The time it takes to recharge is, the team noted, one of the primary differences between a gas and electric vehicle.
“On average, a gas stop takes around seven minutes to refill a tank,” Lee said. “A level-two charging station, which is the most common type, takes upwards of four and a half hours for a full charge. We have an opportunity to reimagine the gas station typology into something that can revitalize the local economy.”
So what to do with that time? In their vision, motorists would relax, work, play, shop, or perhaps even get healthcare while their vehicles charge—all activities that offer new economic opportunities for small communities around highway interchanges. These charging stations are defined by striking steel canopies that offer shade. In their primary use case, for a site within average EV range of both Los Angeles and San Francisco, a pathway winds through the canopies, offering vistas and an engaging space in a loop that takes about 15 minutes to explore.
The pathway connects buildings that would house retail and other spaces—with photovoltaic panels on the roof, naturally. Those hubs feature a steel scrim that is both beautiful and functional, providing shade that would reduce solar gain by up to three hours a day.
The design takes advantage of steel’s unique modular potential to facilitate economical, rapid erection—and steel’s unique recyclability and circular supply chain add an additional layer of sustainability while reinventing the existing infrastructure.
“This is a vehicular kind of society,” noted Forge Prize Judge Rona Rothenberg, FAIA, DBIA, the 2022 president of AIA California, noting that it’s applicable to a vast number of sites across the country. “This is a great way to reuse what we already have and transform it into a resilient, sustainable, and lasting solution.”
What motorists may not see while they’re enjoying the amenities: soil remediation. The design includes a mechanism to clean up any ground contamination left over from the site’s use as a gas station.
Forge Prize 2023 Finalists
LVL (Level) Studio was one of three finalists in the competition.
First runners-up Junior Carbajal and Masamichi Ikeda (both of JRMA Architects Engineers) won praise for their Adaptive Micro Cities design, which would create a self-sustaining virtual community with separate zones where people can live, work, and play all brought together with a series of modular boxes, to revitalize a small island in a Portland, Ore., industrial zone.
The judges were also impressed by the scale of second runner-up Then Le’s (Huntsman Architectural Group) Trans-connect multi-modal transportation hub and its thoughtful plan for everything from high-speed trains to electric airplanes in San Francisco.
The American Institute of Steel Construction’s annual Forge Prize competition celebrates emerging architects who create visionary designs that embrace steel as the primary structural component while exploring ways to increase project speed.
AISC would like to thank Melanie Harris, Sean Joyner (writer & communications strategist at Perkins & Will), and Rona G. Rothenberg for serving as this year’s Forge Prize judges. High-res photos of all three projects are available here.

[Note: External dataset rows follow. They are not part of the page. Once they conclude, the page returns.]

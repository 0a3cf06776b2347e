//! Per-session bearer-token cache with fetch deduplication
//!
//! Two maps behind two tokio Mutexes: cached tokens, and in-flight fetches.
//! An in-flight fetch is a `Shared` future, so every concurrent caller for the
//! same key awaits the one underlying request. Locks are held only for map
//! operations; the fetch itself runs on a spawned task after they are released.

use std::collections::HashMap;
use std::future::Future;
use std::sync::Arc;
use std::time::Duration;

use futures_util::future::{BoxFuture, FutureExt, Shared};
use tokio::sync::Mutex;
use tokio::time::Instant;
use tracing::{debug, warn};

use crate::constants::{MAX_CACHE_SIZE, SAFETY_MARGIN, TOKEN_TTL};
use crate::error::{Error, Result};

type PendingFetch = Shared<BoxFuture<'static, Result<String>>>;

/// Cache tuning knobs.
#[derive(Debug, Clone, Copy)]
pub struct CacheSettings {
    /// Lifetime assigned to a freshly minted token
    pub ttl: Duration,
    /// Minimum remaining lifetime for a cached token to be handed out
    pub safety_margin: Duration,
    /// Entry count bound
    pub capacity: usize,
}

impl Default for CacheSettings {
    fn default() -> Self {
        Self {
            ttl: TOKEN_TTL,
            safety_margin: SAFETY_MARGIN,
            capacity: MAX_CACHE_SIZE,
        }
    }
}

/// Entry counts reported on the health endpoint.
#[derive(Debug, Clone, Copy, PartialEq, Eq)]
pub struct CacheStats {
    pub total: usize,
    pub valid: usize,
}

#[derive(Debug, Clone)]
struct CachedToken {
    token: String,
    expires_at: Instant,
}

struct Inner {
    entries: Mutex<HashMap<String, CachedToken>>,
    inflight: Mutex<HashMap<String, PendingFetch>>,
    settings: CacheSettings,
}

impl Inner {
    fn is_fresh(&self, cached: &CachedToken, now: Instant) -> bool {
        now + self.settings.safety_margin < cached.expires_at
    }

    async fn lookup(&self, key: &str) -> Option<String> {
        let entries = self.entries.lock().await;
        entries
            .get(key)
            .filter(|cached| self.is_fresh(cached, Instant::now()))
            .map(|cached| cached.token.clone())
    }

    async fn store(&self, key: &str, token: String) {
        let mut entries = self.entries.lock().await;
        if entries.len() >= self.settings.capacity && !entries.contains_key(key) {
            let victim = entries
                .iter()
                .min_by_key(|(_, cached)| cached.expires_at)
                .map(|(k, _)| k.clone());
            if let Some(victim) = victim {
                entries.remove(&victim);
                debug!(session_id = %victim, "token cache full, evicted nearest expiry");
            }
        }
        entries.insert(
            key.to_string(),
            CachedToken {
                token,
                expires_at: Instant::now() + self.settings.ttl,
            },
        );
    }
}

/// Process-wide token cache. Cheap to clone; clones share state.
#[derive(Clone)]
pub struct TokenCache {
    inner: Arc<Inner>,
}

impl Default for TokenCache {
    fn default() -> Self {
        Self::new(CacheSettings::default())
    }
}

impl TokenCache {
    pub fn new(settings: CacheSettings) -> Self {
        Self {
            inner: Arc::new(Inner {
                entries: Mutex::new(HashMap::new()),
                inflight: Mutex::new(HashMap::new()),
                settings,
            }),
        }
    }

    /// Cached token for `key` if it is still outside the safety margin.
    pub async fn get(&self, key: &str) -> Option<String> {
        self.inner.lookup(key).await
    }

    /// Return a fresh token for `key`, running `fetch` only if no fresh token is
    /// cached and no fetch for `key` is already in flight.
    ///
    /// `fetch` is not retried. Its error reaches every caller that joined it.
    pub async fn get_or_fetch<F, Fut>(&self, key: &str, fetch: F) -> Result<String>
    where
        F: FnOnce() -> Fut,
        Fut: Future<Output = Result<String>> + Send + 'static,
    {
        if let Some(token) = self.inner.lookup(key).await {
            return Ok(token);
        }

        let pending = {
            let mut inflight = self.inner.inflight.lock().await;
            match inflight.get(key) {
                Some(pending) => pending.clone(),
                None => {
                    // A fetch may have landed between the miss and taking the lock
                    if let Some(token) = self.inner.lookup(key).await {
                        return Ok(token);
                    }
                    let pending = self.start_fetch(key, fetch());
                    inflight.insert(key.to_string(), pending.clone());
                    pending
                }
            }
        };

        pending.await
    }

    /// Run `fetch` on its own task so it stores its token and clears the
    /// in-flight slot even when every waiter has gone away.
    fn start_fetch<Fut>(&self, key: &str, fetch: Fut) -> PendingFetch
    where
        Fut: Future<Output = Result<String>> + Send + 'static,
    {
        let inner = Arc::clone(&self.inner);
        let key = key.to_string();
        let task = tokio::spawn({
            let inner = Arc::clone(&inner);
            let key = key.clone();
            async move {
                debug!(session_id = %key, "fetching session token");
                let outcome = fetch.await;
                match &outcome {
                    Ok(token) => inner.store(&key, token.clone()).await,
                    Err(e) => warn!(session_id = %key, error = %e, "session token fetch failed"),
                }
                inner.inflight.lock().await.remove(&key);
                outcome
            }
        });
        async move {
            match task.await {
                Ok(outcome) => outcome,
                Err(e) => {
                    inner.inflight.lock().await.remove(&key);
                    Err(Error::TokenExchange(format!("token fetch task failed: {e}")))
                }
            }
        }
        .boxed()
        .shared()
    }

    /// Drop the entry for `key` so the next lookup fetches fresh.
    pub async fn invalidate(&self, key: &str) {
        if self.inner.entries.lock().await.remove(key).is_some() {
            debug!(session_id = key, "session token invalidated");
        }
    }

    /// Drop every entry.
    pub async fn clear(&self) {
        self.inner.entries.lock().await.clear();
    }

    /// Remove entries past their expiry. Returns how many were removed.
    pub async fn sweep(&self) -> usize {
        let now = Instant::now();
        let mut entries = self.inner.entries.lock().await;
        let before = entries.len();
        entries.retain(|_, cached| cached.expires_at > now);
        before - entries.len()
    }

    pub async fn stats(&self) -> CacheStats {
        let now = Instant::now();
        let entries = self.inner.entries.lock().await;
        CacheStats {
            total: entries.len(),
            valid: entries
                .values()
                .filter(|cached| self.inner.is_fresh(cached, now))
                .count(),
        }
    }
}
//! Error types for pool operations

/// Errors from pool and store operations.
#[derive(Debug, thiserror::Error)]
pub enum Error {
    #[error("no accounts available: {0}")]
    NoAccounts(String),

    #[error("account store error: {0}")]
    Store(String),

    #[error("account not found: {0}")]
    NotFound(String),
}

/// Result alias for pool operations.
pub type Result<T> = std::result::Result<T, Error>;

About the American Institute of Steel Construction
The American Institute of Steel Construction, headquartered in Chicago, is a non-partisan, not-for-profit technical institute and trade association established in 1921 to serve the structural steel design community and construction industry. AISC's mission is to make structural steel the material of choice by being the leader in structural steel-related technical and market-building activities, including specification and code development, research, education, technical assistance, quality certification, standardization, market development, and advocacy. AISC has a long tradition of service to the steel construction industry of providing timely and reliable information.